With credit scores ranging from 300 to 850, a score of 617 is pretty close to the middle; you’d think that was average. If you aren’t familiar with the FICO scoring system, this may seem pretty good. But the system skews toward the top. According to a Credit.com article, this is how scores play out:

  • Excellent: 750+
  • Good: 700–749
  • Fair: 650–699
  • Poor: 600–649
  • Bad: 599 and under

The average credit score as of April 2015 is 695. (They come out every six months, so we should have a new one next month.) But when you compare that to the chart above, it falls into the “Fair” category.

My lender won’t even consider someone under 620, although there are a few lenders who will go as low as 580.

Related: How to Improve Your Credit Score

Secured Credit Card

Last month, we looked at some of the options that James has for increasing his score. We discussed setting up a secured credit card to make small purchases and then pay them off in a timely manner. On-time payments make up around 35% of your credit score so late payments can have a pretty big effect.

James didn’t have the opportunity to set up this card yet. Late in the month, a BiggerPockets member commented that perhaps he shouldn’t focus on setting up a secured card, but instead focus on paying down the one he already has, then use that card as he had planned on using the secured card. Since his limit was fairly low, but the card was almost maxed out, opening another card probably wouldn’t have the effect we would hope for.

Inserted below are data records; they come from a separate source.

use crate::types::{ClipId, SpawnKind};

/// 動畫片段 - 時間軸上的一段動畫
#[derive(Debug, Clone, PartialEq)]
pub struct AnimationSegment {
    pub clip: ClipId,
    pub start_time: f32,
    pub duration: f32,
    pub end_time: f32,
    has_started: bool,
    has_ended: bool,
}

impl AnimationSegment {
    /// 負的起始時間或長度一律視為 0
    pub fn new(clip: ClipId, start_time: f32, duration: f32) -> Self {
        let start_time = start_time.max(0.0);
        let duration = duration.max(0.0);
        Self {
            clip,
            start_time,
            duration,
            end_time: start_time + duration,
            has_started: false,
            has_ended: false,
        }
    }

    pub fn has_started(&self) -> bool {
        self.has_started
    }

    pub fn has_ended(&self) -> bool {
        self.has_ended
    }

    pub fn is_complete(&self) -> bool {
        self.has_started && self.has_ended
    }

    /// 到了起始時間就開始，只會成功一次
    pub fn try_start(&mut self, elapsed: f32) -> bool {
        if self.has_started || elapsed < self.start_time {
            return false;
        }
        self.has_started = true;
        true
    }

    /// 必須先開始才會結束，只會成功一次
    pub fn try_end(&mut self, elapsed: f32) -> bool {
        if !self.has_started || self.has_ended || elapsed < self.end_time {
            return false;
        }
        self.has_ended = true;
        true
    }

    pub fn reset(&mut self) {
        self.has_started = false;
        self.has_ended = false;
    }
}

/// 生成事件 - 到時間就觸發一次
#[derive(Debug, Clone, PartialEq)]
pub struct SpawnEvent {
    pub time: f32,
    pub kind: SpawnKind,
    has_started: bool,
}

impl SpawnEvent {
    pub fn new(time: f32, kind: SpawnKind) -> Self {
        Self {
            time: time.max(0.0),
            kind,
            has_started: false,
        }
    }

    pub fn has_started(&self) -> bool {
        self.has_started
    }

    pub fn try_fire(&mut self, elapsed: f32) -> bool {
        if self.has_started || elapsed < self.time {
            return false;
        }
        self.has_started = true;
        true
    }

    pub fn reset(&mut self) {
        self.has_started = false;
    }
}

#[cfg(test)]
mod tests {
    use super::*;

    #[test]
    fn test_segment_ends_only_after_start() {
        let mut seg = AnimationSegment::new(ClipId::new("attack"), 0.5, 1.0);
        assert!(!seg.try_end(2.0));
        assert!(seg.try_start(2.0));
        assert!(seg.try_end(2.0));
        assert!(!seg.try_end(3.0));
        assert!(seg.is_complete());
    }

    #[test]
    fn test_negative_values_clamped() {
        let seg = AnimationSegment::new(ClipId::new("idle"), -1.0, -2.0);
        assert_eq!(seg.start_time, 0.0);
        assert_eq!(seg.duration, 0.0);
        assert_eq!(seg.end_time, 0.0);
    }

    #[test]
    fn test_spawn_fires_once() {
        let mut ev = SpawnEvent::new(
            0.3,
            SpawnKind::TargetFly { projectile: "fireball".to_string() },
        );
        assert!(!ev.try_fire(0.1));
        assert!(ev.try_fire(0.9));
        assert!(!ev.try_fire(1.5));
        ev.reset();
        assert!(ev.try_fire(0.3));
    }
}
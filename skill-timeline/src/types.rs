use serde::{Deserialize, Serialize};
use specs::Entity;
use std::fmt;
use uuid::Uuid;
use vek::Vec2;

/// 技能編號（對應技能配置的 id）
pub type SkillId = u32;

/// 動畫片段識別碼
#[derive(Debug, Clone, PartialEq, Eq, Hash, Serialize, Deserialize)]
pub struct ClipId(pub String);

impl ClipId {
    pub fn new(name: impl Into<String>) -> Self {
        ClipId(name.into())
    }

    pub fn as_str(&self) -> &str {
        &self.0
    }
}

impl fmt::Display for ClipId {
    fn fmt(&self, f: &mut fmt::Formatter<'_>) -> fmt::Result {
        f.write_str(&self.0)
    }
}

/// 技能執行體識別碼
#[derive(Debug, Clone, Copy, PartialEq, Eq, Hash, Serialize, Deserialize)]
pub struct ExecutionId(pub Uuid);

impl ExecutionId {
    pub fn new() -> Self {
        ExecutionId(Uuid::new_v4())
    }
}

impl Default for ExecutionId {
    fn default() -> Self {
        Self::new()
    }
}

impl fmt::Display for ExecutionId {
    fn fmt(&self, f: &mut fmt::Formatter<'_>) -> fmt::Result {
        write!(f, "{}", self.0)
    }
}

/// 生成物類型
///
/// 四種固定的生成方式，每種帶各自的參數
#[derive(Debug, Clone, PartialEq, Serialize, Deserialize)]
#[serde(tag = "type", rename_all = "snake_case")]
pub enum SpawnKind {
    /// 追蹤目標的投射物
    TargetFly { projectile: String },
    /// 沿施法方向飛行的投射物，exist_time 為 0 時飛到碰撞為止
    ForwardFly {
        projectile: String,
        #[serde(default)]
        exist_time: f32,
    },
    /// 在輸入點生成的碰撞體
    FixedPosition { collider: String, exist_time: f32 },
    /// 在施法者位置、朝施法者方向生成的碰撞體
    FixedDirection { collider: String, exist_time: f32 },
}

impl SpawnKind {
    /// 生成物在技能視覺資源底下的名稱
    pub fn asset_name(&self) -> &str {
        match self {
            SpawnKind::TargetFly { projectile } | SpawnKind::ForwardFly { projectile, .. } => projectile,
            SpawnKind::FixedPosition { collider, .. } | SpawnKind::FixedDirection { collider, .. } => collider,
        }
    }

    pub fn label(&self) -> &'static str {
        match self {
            SpawnKind::TargetFly { .. } => "target_fly",
            SpawnKind::ForwardFly { .. } => "forward_fly",
            SpawnKind::FixedPosition { .. } => "fixed_position",
            SpawnKind::FixedDirection { .. } => "fixed_direction",
        }
    }
}

/// 傷害類型
#[derive(Debug, Clone, Copy, PartialEq, Eq, Default, Serialize, Deserialize)]
#[serde(rename_all = "snake_case")]
pub enum DamageType {
    #[default]
    Physical,
    Magical,
    Pure,
}

/// 技能效果
#[derive(Debug, Clone, PartialEq, Serialize, Deserialize)]
#[serde(tag = "type", rename_all = "snake_case")]
pub enum AbilityEffect {
    Damage {
        amount: f32,
        #[serde(default)]
        damage_type: DamageType,
    },
    Heal { amount: f32 },
}

/// 施法輸入：目標單位、地面點、方向（角度）
#[derive(Debug, Clone, Copy, PartialEq)]
pub struct ExecutionInput {
    pub target: Option<Entity>,
    pub point: Vec2<f32>,
    pub direction: f32,
}

impl Default for ExecutionInput {
    fn default() -> Self {
        Self {
            target: None,
            point: Vec2::zero(),
            direction: 0.0,
        }
    }
}

impl ExecutionInput {
    pub fn new() -> Self {
        Self::default()
    }

    pub fn with_target(mut self, target: Entity) -> Self {
        self.target = Some(target);
        self
    }

    pub fn with_point(mut self, point: Vec2<f32>) -> Self {
        self.point = point;
        self
    }

    pub fn with_direction(mut self, degrees: f32) -> Self {
        self.direction = degrees;
        self
    }

    /// 方向角轉成單位向量
    pub fn direction_vec(&self) -> Vec2<f32> {
        direction_from_degrees(self.direction)
    }
}

pub fn direction_from_degrees(degrees: f32) -> Vec2<f32> {
    let rad = degrees.to_radians();
    Vec2::new(rad.cos(), rad.sin())
}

This is a great point and one I had not considered. James is going to hold off on setting up the secured card and instead focus on making on-time payments on his current card.

Side Job

Another idea James was going to look into was adding an additional source of income. He was able to get a side job doing landscaping two weekends a month and will bring in an additional $250.

This is a really great side job. It’s not some specialized-skill job; almost anyone can do landscaping, and almost anyone can get this job. James will be outside doing physical labor and making some extra money. Plus, he’s going to be learning how to do landscaping, which will help him in future real estate projects.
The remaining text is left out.